Quelques choses aident vraiment, même quand elles semblent anodines :
- Préférer l’invitation à l’interrogatoire. « Comment s’est passée ta journée ?» ne récolte souvent qu’un haussement d’épaules. Essayez de parler côte à côte, en voiture ou en cuisinant ; c’est souvent plus facile pour un ado (surtout les garçons) que de s’expliquer face à face .
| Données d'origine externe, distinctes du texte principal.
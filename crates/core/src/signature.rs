//! Webhook signature verification.
//!
//! The processor signs `"<unix timestamp>." ++ body` with HMAC-SHA256 using the
//! endpoint's shared secret and sends `t=<timestamp>,v1=<hex>` in the signature
//! header. Several `v1` entries may be present while a secret is being rolled.

use std::sync::Arc;

use chrono::{DateTime, Utc};
use hmac::{Hmac, Mac};
use sha2::Sha256;
use subtle::ConstantTimeEq;
use thiserror::Error;

use crate::events::{EventError, InboundEvent};
use crate::ports::PaymentVerifier;

type HmacSha256 = Hmac<Sha256>;

pub const DEFAULT_TOLERANCE_SECS: u64 = 300;

/// Reasons a delivery fails verification. None of them carry secret material.
#[derive(Debug, Clone, PartialEq, Eq, Error)]
pub enum SignatureError {
    #[error("webhook secret is not configured")]
    MissingSecret,
    #[error("signature header is missing")]
    MissingHeader,
    #[error("raw body is empty")]
    EmptyBody,
    #[error("malformed signature header: {0}")]
    MalformedHeader(&'static str),
    #[error("signature header carries no v1 signatures")]
    NoSignatures,
    #[error("timestamp is {skew_secs}s away from now")]
    TimestampOutOfTolerance { skew_secs: i64 },
    #[error("signature mismatch")]
    Mismatch,
    #[error("failed to initialize signature verifier")]
    KeyInit,
}

impl SignatureError {
    /// Bounded label for metrics.
    pub fn metric_reason(&self) -> &'static str {
        match self {
            Self::MissingSecret => "missing_secret",
            Self::MissingHeader => "missing_header",
            Self::EmptyBody => "empty_body",
            Self::MalformedHeader(_) | Self::NoSignatures => "malformed_header",
            Self::TimestampOutOfTolerance { .. } => "timestamp",
            Self::Mismatch => "mismatch",
            Self::KeyInit => "key_init",
        }
    }
}

/// Failure of [`PaymentVerifier::verify`].
#[derive(Debug, Error)]
pub enum VerifyError {
    #[error(transparent)]
    Signature(#[from] SignatureError),
    #[error("signed payload could not be decoded: {0}")]
    Payload(#[from] EventError),
}

/// Parsed `t=...,v1=...` header.
#[derive(Debug, Clone, PartialEq, Eq)]
pub struct SignatureHeader {
    pub timestamp: i64,
    pub signatures: Vec<Vec<u8>>,
}

impl SignatureHeader {
    pub fn parse(header: &str) -> Result<Self, SignatureError> {
        let mut timestamp = None;
        let mut signatures = Vec::new();

        for part in header.split(',') {
            let (key, value) = part
                .trim()
                .split_once('=')
                .ok_or(SignatureError::MalformedHeader("expected key=value pairs"))?;
            match key {
                "t" => {
                    if timestamp.is_some() {
                        return Err(SignatureError::MalformedHeader("duplicate timestamp"));
                    }
                    let parsed = value
                        .parse::<i64>()
                        .map_err(|_| SignatureError::MalformedHeader("timestamp is not an integer"))?;
                    timestamp = Some(parsed);
                }
                "v1" => {
                    let bytes = hex::decode(value)
                        .map_err(|_| SignatureError::MalformedHeader("v1 signature is not hex"))?;
                    signatures.push(bytes);
                }
                // v0 and future schemes are not trusted.
                _ => {}
            }
        }

        let timestamp = timestamp.ok_or(SignatureError::MalformedHeader("missing timestamp"))?;
        if signatures.is_empty() {
            return Err(SignatureError::NoSignatures);
        }

        Ok(Self {
            timestamp,
            signatures,
        })
    }
}

/// HMAC-SHA256 verifier for processor webhooks.
#[derive(Clone)]
pub struct HmacVerifier {
    secret: Option<Arc<[u8]>>,
    tolerance_secs: i64,
}

impl HmacVerifier {
    /// Creates a verifier. A `None` or empty secret rejects every delivery.
    pub fn new(secret: Option<&str>, tolerance_secs: u64) -> Self {
        let secret = secret
            .filter(|value| !value.is_empty())
            .map(|value| Arc::<[u8]>::from(value.as_bytes()));
        Self {
            secret,
            tolerance_secs: i64::try_from(tolerance_secs).unwrap_or(i64::MAX),
        }
    }

    /// Checks `header` against `raw_body` without decoding the payload.
    pub fn check(
        &self,
        raw_body: &[u8],
        header: Option<&str>,
        now: DateTime<Utc>,
    ) -> Result<(), SignatureError> {
        let secret = self.secret.as_ref().ok_or(SignatureError::MissingSecret)?;
        let header = header
            .map(str::trim)
            .filter(|value| !value.is_empty())
            .ok_or(SignatureError::MissingHeader)?;
        if raw_body.is_empty() {
            return Err(SignatureError::EmptyBody);
        }

        let parsed = SignatureHeader::parse(header)?;
        let skew_secs = now.timestamp().saturating_sub(parsed.timestamp);
        if skew_secs.saturating_abs() > self.tolerance_secs {
            return Err(SignatureError::TimestampOutOfTolerance { skew_secs });
        }

        let expected = compute_signature(secret, parsed.timestamp, raw_body)?;
        let matched = parsed
            .signatures
            .iter()
            .any(|candidate| bool::from(expected.as_slice().ct_eq(candidate.as_slice())));
        if matched {
            Ok(())
        } else {
            Err(SignatureError::Mismatch)
        }
    }
}

impl PaymentVerifier for HmacVerifier {
    fn verify(
        &self,
        raw_body: &[u8],
        signature_header: Option<&str>,
        now: DateTime<Utc>,
    ) -> Result<InboundEvent, VerifyError> {
        self.check(raw_body, signature_header, now)?;
        Ok(InboundEvent::from_slice(raw_body)?)
    }
}

fn compute_signature(secret: &[u8], timestamp: i64, body: &[u8]) -> Result<Vec<u8>, SignatureError> {
    let mut mac = HmacSha256::new_from_slice(secret).map_err(|_| SignatureError::KeyInit)?;
    mac.update(timestamp.to_string().as_bytes());
    mac.update(b".");
    mac.update(body);
    Ok(mac.finalize().into_bytes().to_vec())
}

/// Builds a `t=...,v1=...` header the way the processor does.
pub fn signature_header(secret: &str, timestamp: i64, body: &[u8]) -> Result<String, SignatureError> {
    let signature = compute_signature(secret.as_bytes(), timestamp, body)?;
    Ok(format!("t={timestamp},v1={}", hex::encode(signature)))
}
- Choisir ses batailles. Toutes les portes fermées et les chambres en désordre ne valent pas une dispute. Réservez votre autorité à ce qui compte vraiment : la sécurité, le respect et l’honnêteté.
- Parler du monde en ligne sans attendre la crise. Qu’il ait un smartphone ou non, évoquez ce qu’il voit sur internet, ce que ses amis utilisent, et pourquoi votre famille fait les choix qu’elle fait. La curiosité ouvre plus de portes que la surveillance.
- Le laisser faire quelques erreurs. Un devoir oublié est un bien meilleur professeur à quinze ans que les erreurs plus graves qui surviennent sans filet de sécurité à vingt.
- Continuer à dire oui aux moments ensemble. Même quand ils font semblant de préférer être ailleurs, les ados disent souvent, une fois adultes, qu’ils voulaient que leurs parents continuent à être là. Les repas en famille et les trajets silencieux en voiture construisent la relation qui rend possibles les conversations difficiles.
- Les inviter dans une vie loin des écrans. Proposez à votre ado de vous accompagner pour une marche dans le quartier, un jogging matinal, une séance de sport, ou un pique-nique en famille. Il ou elle roulera peut-être des yeux. Allez-y quand même, et recommencez. Ces moments hors écran ne font pas que du bien au corps ; ils créent certains des contextes les plus naturels pour une vraie conversation, et rappellent en douceur que la vie au-delà du téléphone vaut le déplacement.
Et si mon ado semble se refermer, anxiøeux, ou différent de lui-même ?
Un certain niveau de mauvaise humeur est normal. Mais certains changements méritent attention : dormir beaucoup plus ou beaucoup moins qu’à l’habitude, s’éloigner d’amis qu’il appréciait, une chute soudaine des résultats scolaires, ou un moral bas qui dure plusieurs semaines.
L’essentiel est de ne pas paniquer ni exiger des réponses ; les ados se confient plus facilement quand ils ne se sentent pas acculés. Un message simple, répété sans pression — « Je suis là quand tu veux parler, et rien de ce que tu me diras ne changera ce que je ressens pour toi » — peut compter plus que n’importe quelle grande conversation. Si les choses ne s’améliorent pas, consulter un professionnel n’est pas un aveu d’échec. C’est simplement offrir à votre enfant un adulte de plus dans son camp.
Alors, Delphine est-elle en train de perdre son fils ?
Non. Ce que Delphine est en train de perdre, c’est le petit garçon qui lui racontait tout. Ce qu’elle a la chance de gagner, c’est un jeune adulte qui lui fera suffisamment confiance pour venir la voir quand cela comptera vraiment.
Cette confiance ne se construit pas en une seule grande conversation. Elle se tisse dans des centaines de petits échanges, en voiture, à table, dans ces moments tranquilles où un ado décide, presque sans s’en rendre compte, que la maison est encore un endroit sûr où atterrir. Les années d’adolescence sont difficiles, pour eux comme pour vous. Mais avec de la patience et les bons repères, la plupart des adolescents finissent par traverser aisément cette période tumultueuse.